[[ Data to use open ]]
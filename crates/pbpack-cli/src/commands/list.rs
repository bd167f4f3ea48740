use super::{colorize_check, json_pretty, Failure, EXIT_SUCCESS};
use pbpack_format::{crc32, PackReader};
use std::path::Path;

pub fn run(pack: &Path, json: bool) -> Result<u8, Failure> {
    let reader = PackReader::open(pack)?;
    let header = reader.header();
    let data_crc = crc32(reader.data_region());

    if json {
        let payload = serde_json::json!({
            "path": reader.path(),
            "header": header,
            "data_crc": data_crc,
            "entries": reader.entries(),
        });
        println!("{}", json_pretty(&payload)?);
        return Ok(EXIT_SUCCESS);
    }

    println!(
        "{}: {} resources, crc 0x{:08X} ({})",
        pack.display(),
        header.count,
        header.crc,
        colorize_check(header.crc == data_crc)
    );
    if reader.entries().is_empty() {
        return Ok(EXIT_SUCCESS);
    }
    println!("{:<6} {:<10} {:<10} CRC", "INDEX", "OFFSET", "SIZE");
    for entry in reader.entries() {
        let ok = reader
            .extract(entry.index)
            .is_ok_and(|bytes| crc32(bytes) == entry.crc);
        println!(
            "{:<6} {:<10} {:<10} 0x{:08X} {}",
            entry.index,
            entry.offset,
            entry.size,
            entry.crc,
            colorize_check(ok)
        );
    }
    Ok(EXIT_SUCCESS)
}
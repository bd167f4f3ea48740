//! Resource pack compilation for pbpack.
//!
//! This crate ties the manifest schema, the container format and the image
//! quantizer together: a `ResourceCollection` turns a manifest into an
//! ordered list of `Resolver`s, resolves them into `ResolvedResource`s, and
//! the `emit` module writes the pack, the C header and the make dependency
//! file from that list.

pub mod collection;
pub mod emit;
pub mod resolver;

pub use collection::{CollectionEntry, ResolvedResource, ResourceCollection};
pub use emit::{render_header, render_makedeps, write_header, write_makedeps, write_pack};
pub use resolver::Resolver;

use std::path::PathBuf;
use thiserror::Error;

#[derive(Debug, Error)]
pub enum CoreError {
    #[error("manifest error: {0}")]
    Manifest(#[from] pbpack_schema::ManifestError),
    #[error("pack error: {0}")]
    Format(#[from] pbpack_format::FormatError),
    #[error("image error: {0}")]
    Image(#[from] pbpack_image::ImageError),
    #[error("resource {index} ({name}): {source}")]
    Resource {
        index: usize,
        name: String,
        #[source]
        source: Box<CoreError>,
    },
    #[error("failed to read '{}': {source}", path.display())]
    Read {
        path: PathBuf,
        #[source]
        source: std::io::Error,
    },
    #[error("failed to write '{}': {source}", path.display())]
    Write {
        path: PathBuf,
        #[source]
        source: std::io::Error,
    },
}

/// Coarse classification of a [`CoreError`], used for exit codes.
#[derive(Debug, Clone, Copy, PartialEq, Eq)]
pub enum ErrorKind {
    /// The manifest or a requested setting is invalid.
    Configuration,
    /// A requested resource index does not exist in a referenced pack.
    NotFound,
    /// A file could not be read, decoded or written.
    Io,
}

impl CoreError {
    pub fn kind(&self) -> ErrorKind {
        use pbpack_format::FormatError;
        use pbpack_schema::ManifestError;

        match self {
            Self::Manifest(ManifestError::Io { .. })
            | Self::Format(FormatError::Io { .. } | FormatError::Truncated { .. })
            | Self::Read { .. }
            | Self::Write { .. } => ErrorKind::Io,
            Self::Manifest(_)
            | Self::Format(FormatError::TableFull { .. } | FormatError::TooLarge(_)) => {
                ErrorKind::Configuration
            }
            Self::Format(FormatError::NotFound { .. }) => ErrorKind::NotFound,
            Self::Image(e) if e.is_configuration() => ErrorKind::Configuration,
            Self::Image(_) => ErrorKind::Io,
            Self::Resource { source, .. } => source.kind(),
        }
    }

    pub(crate) fn in_resource(self, index: usize, name: &str) -> Self {
        Self::Resource {
            index,
            name: name.to_owned(),
            source: Box::new(self),
        }
    }
}
//! Binary pack container format for pbpack.
//!
//! This crate provides the storage layer: the STM32-compatible CRC engine
//! (`crc32`, `Crc32`), the fixed container layout (`TableEntry`,
//! `PackHeader` and the offset constants), the pack assembler (`assemble`,
//! `write_pack`) and the legacy-extraction reader (`PackReader`).

pub mod crc;
pub mod layout;
pub mod reader;
pub mod writer;

pub use crc::{crc32, crc32_with_seed, Crc32, CRC_INIT, CRC_POLY};
pub use layout::{PackHeader, TableEntry, DATA_OFFSET, ENTRY_SIZE, TABLE_CAPACITY, TABLE_OFFSET};
pub use reader::PackReader;
pub use writer::{assemble, write_pack, PackImage};

use std::path::PathBuf;
use thiserror::Error;

#[derive(Debug, Error)]
pub enum FormatError {
    #[error("pack I/O error on '{}': {source}", path.display())]
    Io {
        path: PathBuf,
        #[source]
        source: std::io::Error,
    },
    #[error("res {index} not found in pack '{}'", path.display())]
    NotFound { path: PathBuf, index: i32 },
    #[error("too many resources: {count} exceeds table capacity of {capacity}")]
    TableFull { count: usize, capacity: usize },
    #[error("pack data exceeds the 32-bit offset range ({0} bytes)")]
    TooLarge(usize),
    #[error("pack '{}' is truncated: {detail}", path.display())]
    Truncated { path: PathBuf, detail: String },
}
use serde::Serialize;

/// Offset of the first table record.
pub const TABLE_OFFSET: usize = 0x0C;
/// Offset of the data region; table record offsets are relative to it.
pub const DATA_OFFSET: usize = 0x200C;
/// Size of one table record.
pub const ENTRY_SIZE: usize = 16;
/// Number of records that fit between the table and the data region.
pub const TABLE_CAPACITY: usize = (DATA_OFFSET - TABLE_OFFSET) / ENTRY_SIZE;

pub(crate) const COUNT_OFFSET: usize = 0;
pub(crate) const CRC_OFFSET: usize = 4;

/// Fixed header at the start of every pack.
///
/// `crc` covers the data region only; the table is not included.
#[derive(Debug, Clone, Copy, PartialEq, Eq, Serialize)]
pub struct PackHeader {
    pub count: u32,
    pub crc: u32,
}

impl PackHeader {
    pub fn write_into(&self, buf: &mut [u8]) {
        buf[COUNT_OFFSET..COUNT_OFFSET + 4].copy_from_slice(&self.count.to_le_bytes());
        buf[CRC_OFFSET..CRC_OFFSET + 4].copy_from_slice(&self.crc.to_le_bytes());
    }

    /// Parse the header from the first eight bytes of a pack.
    pub fn read_from(buf: &[u8]) -> Option<Self> {
        Some(Self {
            count: u32::from_le_bytes(buf.get(COUNT_OFFSET..COUNT_OFFSET + 4)?.try_into().ok()?),
            crc: u32::from_le_bytes(buf.get(CRC_OFFSET..CRC_OFFSET + 4)?.try_into().ok()?),
        })
    }
}

/// One 16-byte table record: `{i32 index, i32 offset, i32 size, u32 crc}`,
/// all little-endian.
#[derive(Debug, Clone, Copy, PartialEq, Eq, Serialize)]
pub struct TableEntry {
    pub index: i32,
    pub offset: i32,
    pub size: i32,
    pub crc: u32,
}

impl TableEntry {
    pub fn to_bytes(&self) -> [u8; ENTRY_SIZE] {
        let mut out = [0u8; ENTRY_SIZE];
        out[0..4].copy_from_slice(&self.index.to_le_bytes());
        out[4..8].copy_from_slice(&self.offset.to_le_bytes());
        out[8..12].copy_from_slice(&self.size.to_le_bytes());
        out[12..16].copy_from_slice(&self.crc.to_le_bytes());
        out
    }

    pub fn from_bytes(raw: &[u8; ENTRY_SIZE]) -> Self {
        let word = |at: usize| [raw[at], raw[at + 1], raw[at + 2], raw[at + 3]];
        Self {
            index: i32::from_le_bytes(word(0)),
            offset: i32::from_le_bytes(word(4)),
            size: i32::from_le_bytes(word(8)),
            crc: u32::from_le_bytes(word(12)),
        }
    }

    /// Absolute file offset of the `slot`-th table record.
    #[inline]
    pub fn position(slot: usize) -> usize {
        TABLE_OFFSET + slot * ENTRY_SIZE
    }
}
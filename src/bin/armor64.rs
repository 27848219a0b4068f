//! armor64 CLI
//!
//! Encode, decode, and validate armor64 text from the command line.

use anyhow::{Context, Result};
use armor64::{Decoder, Encoder};
use clap::{Args, Parser, Subcommand};
use log::debug;
use std::fs;
use std::io::{self, Read, Write};
use std::path::PathBuf;

#[derive(Parser, Debug)]
#[command(name = "armor64")]
#[command(version)]
#[command(about = "Safe, strict, stable textual encoding of byte streams")]
#[command(after_help = "Use '-' or omit the argument to read from stdin.\n\
Newlines are not allowed in armor64 input; make sure piped text does not end with one (e.g. use `echo -n`).")]
struct Cli {
    /// Verbose output (debug logging on stderr)
    #[arg(short, long, global = true)]
    verbose: bool,

    #[command(subcommand)]
    command: Commands,
}

#[derive(Subcommand, Debug)]
enum Commands {
    /// Encode UTF-8 text, or raw bytes from stdin
    Encode {
        #[command(flatten)]
        source: Source,

        /// Output file (default: stdout)
        #[arg(short = 'o', long)]
        output: Option<PathBuf>,
    },

    /// Decode armor64 text to raw bytes
    Decode {
        #[command(flatten)]
        source: Source,

        /// Output file (default: stdout)
        #[arg(short = 'o', long)]
        output: Option<PathBuf>,
    },

    /// Check armor64 text, printing true or false
    Validate {
        #[command(flatten)]
        source: Source,
    },
}

/// Where the payload comes from: argument, file, or stdin
#[derive(Args, Debug)]
struct Source {
    /// Payload to process ('-' or omitted: read stdin)
    #[arg(conflicts_with = "input")]
    value: Option<String>,

    /// Read the payload from a file
    #[arg(short = 'i', long)]
    input: Option<PathBuf>,
}

impl Source {
    fn open(&self) -> Result<Box<dyn Read>> {
        match (&self.value, &self.input) {
            (Some(value), _) if value != "-" => {
                debug!("reading payload from argument ({} bytes)", value.len());
                Ok(Box::new(io::Cursor::new(value.clone().into_bytes())))
            }
            (_, Some(path)) => {
                debug!("reading payload from {}", path.display());
                let file = fs::File::open(path).with_context(|| format!("Failed to read: {}", path.display()))?;
                Ok(Box::new(file))
            }
            _ => {
                debug!("reading payload from stdin");
                Ok(Box::new(io::stdin()))
            }
        }
    }

    fn read(&self) -> Result<Vec<u8>> {
        let mut buffer = Vec::new();
        self.open()?.read_to_end(&mut buffer).context("Failed to read input")?;
        Ok(buffer)
    }
}

fn main() -> Result<()> {
    let cli = Cli::parse();

    let level = if cli.verbose { "debug" } else { "warn" };
    env_logger::Builder::from_env(env_logger::Env::default().default_filter_or(level)).init();

    match cli.command {
        Commands::Encode { source, output } => {
            encode_command(&source, output)?;
        }
        Commands::Decode { source, output } => {
            decode_command(&source, output)?;
        }
        Commands::Validate { source } => {
            if !validate_command(&source)? {
                std::process::exit(1);
            }
        }
    }

    Ok(())
}

fn encode_command(source: &Source, output: Option<PathBuf>) -> Result<()> {
    let data = source.read()?;
    let encoder = Encoder::new();

    if let Some(output_path) = output {
        encoder
            .encode_to_file(&data, &output_path)
            .with_context(|| format!("Failed to write: {}", output_path.display()))?;
        debug!("encoded {} bytes to {}", data.len(), output_path.display());
    } else {
        let mut stdout = io::stdout().lock();
        encoder.encode_to_writer(&data, &mut stdout)?;
        writeln!(stdout)?;
        stdout.flush()?;
        debug!("encoded {} bytes", data.len());
    }

    Ok(())
}

fn decode_command(source: &Source, output: Option<PathBuf>) -> Result<()> {
    let text = source.read()?;
    let decoded = Decoder::new().decode(&text).context("Invalid armor64 input")?;

    if let Some(output_path) = output {
        fs::write(&output_path, &decoded)
            .with_context(|| format!("Failed to write: {}", output_path.display()))?;
        debug!("decoded {} bytes to {}", decoded.len(), output_path.display());
    } else {
        let mut stdout = io::stdout().lock();
        stdout.write_all(&decoded)?;
        stdout.flush()?;
        debug!("decoded {} bytes", decoded.len());
    }

    Ok(())
}

fn validate_command(source: &Source) -> Result<bool> {
    let text = source.read()?;

    let valid = match Decoder::new().decode(&text) {
        Ok(_) => true,
        Err(e) => {
            debug!("rejected: {}", e);
            false
        }
    };

    println!("{}", valid);
    Ok(valid)
}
[[ Data to use closed ]]
▶ Problem statement: Only the lines from the start of the listing through the line with "from that list." should be repeated, each exactly as it stands.

▶ Answer box:
filename crates/pbpack-cli/src/commands/list.rs
repository bd167f4f3ea48740
use super::{colorize_check, json_pretty, Failure, EXIT_SUCCESS};
use pbpack_format::{crc32, PackReader};
use std::path::Path;

pub fn run(pack: &Path, json: bool) -> Result<u8, Failure> {
    let reader = PackReader::open(pack)?;
    let header = reader.header();
    let data_crc = crc32(reader.data_region());

    if json {
        let payload = serde_json::json!({
            "path": reader.path(),
            "header": header,
            "data_crc": data_crc,
            "entries": reader.entries(),
        });
        println!("{}", json_pretty(&payload)?);
        return Ok(EXIT_SUCCESS);
    }

    println!(
        "{}: {} resources, crc 0x{:08X} ({})",
        pack.display(),
        header.count,
        header.crc,
        colorize_check(header.crc == data_crc)
    );
    if reader.entries().is_empty() {
        return Ok(EXIT_SUCCESS);
    }
    println!("{:<6} {:<10} {:<10} CRC", "INDEX", "OFFSET", "SIZE");
    for entry in reader.entries() {
        let ok = reader
            .extract(entry.index)
            .is_ok_and(|bytes| crc32(bytes) == entry.crc);
        println!(
            "{:<6} {:<10} {:<10} 0x{:08X} {}",
            entry.index,
            entry.offset,
            entry.size,
            entry.crc,
            colorize_check(ok)
        );
    }
    Ok(EXIT_SUCCESS)
}
repository bd167f4f3ea48740
//! Resource pack compilation for pbpack.
//!
//! This crate ties the manifest schema, the container format and the image
//! quantizer together: a `ResourceCollection` turns a manifest into an
//! ordered list of `Resolver`s, resolves them into `ResolvedResource`s, and
//! the `emit` module writes the pack, the C header and the make dependency
//! file from that list.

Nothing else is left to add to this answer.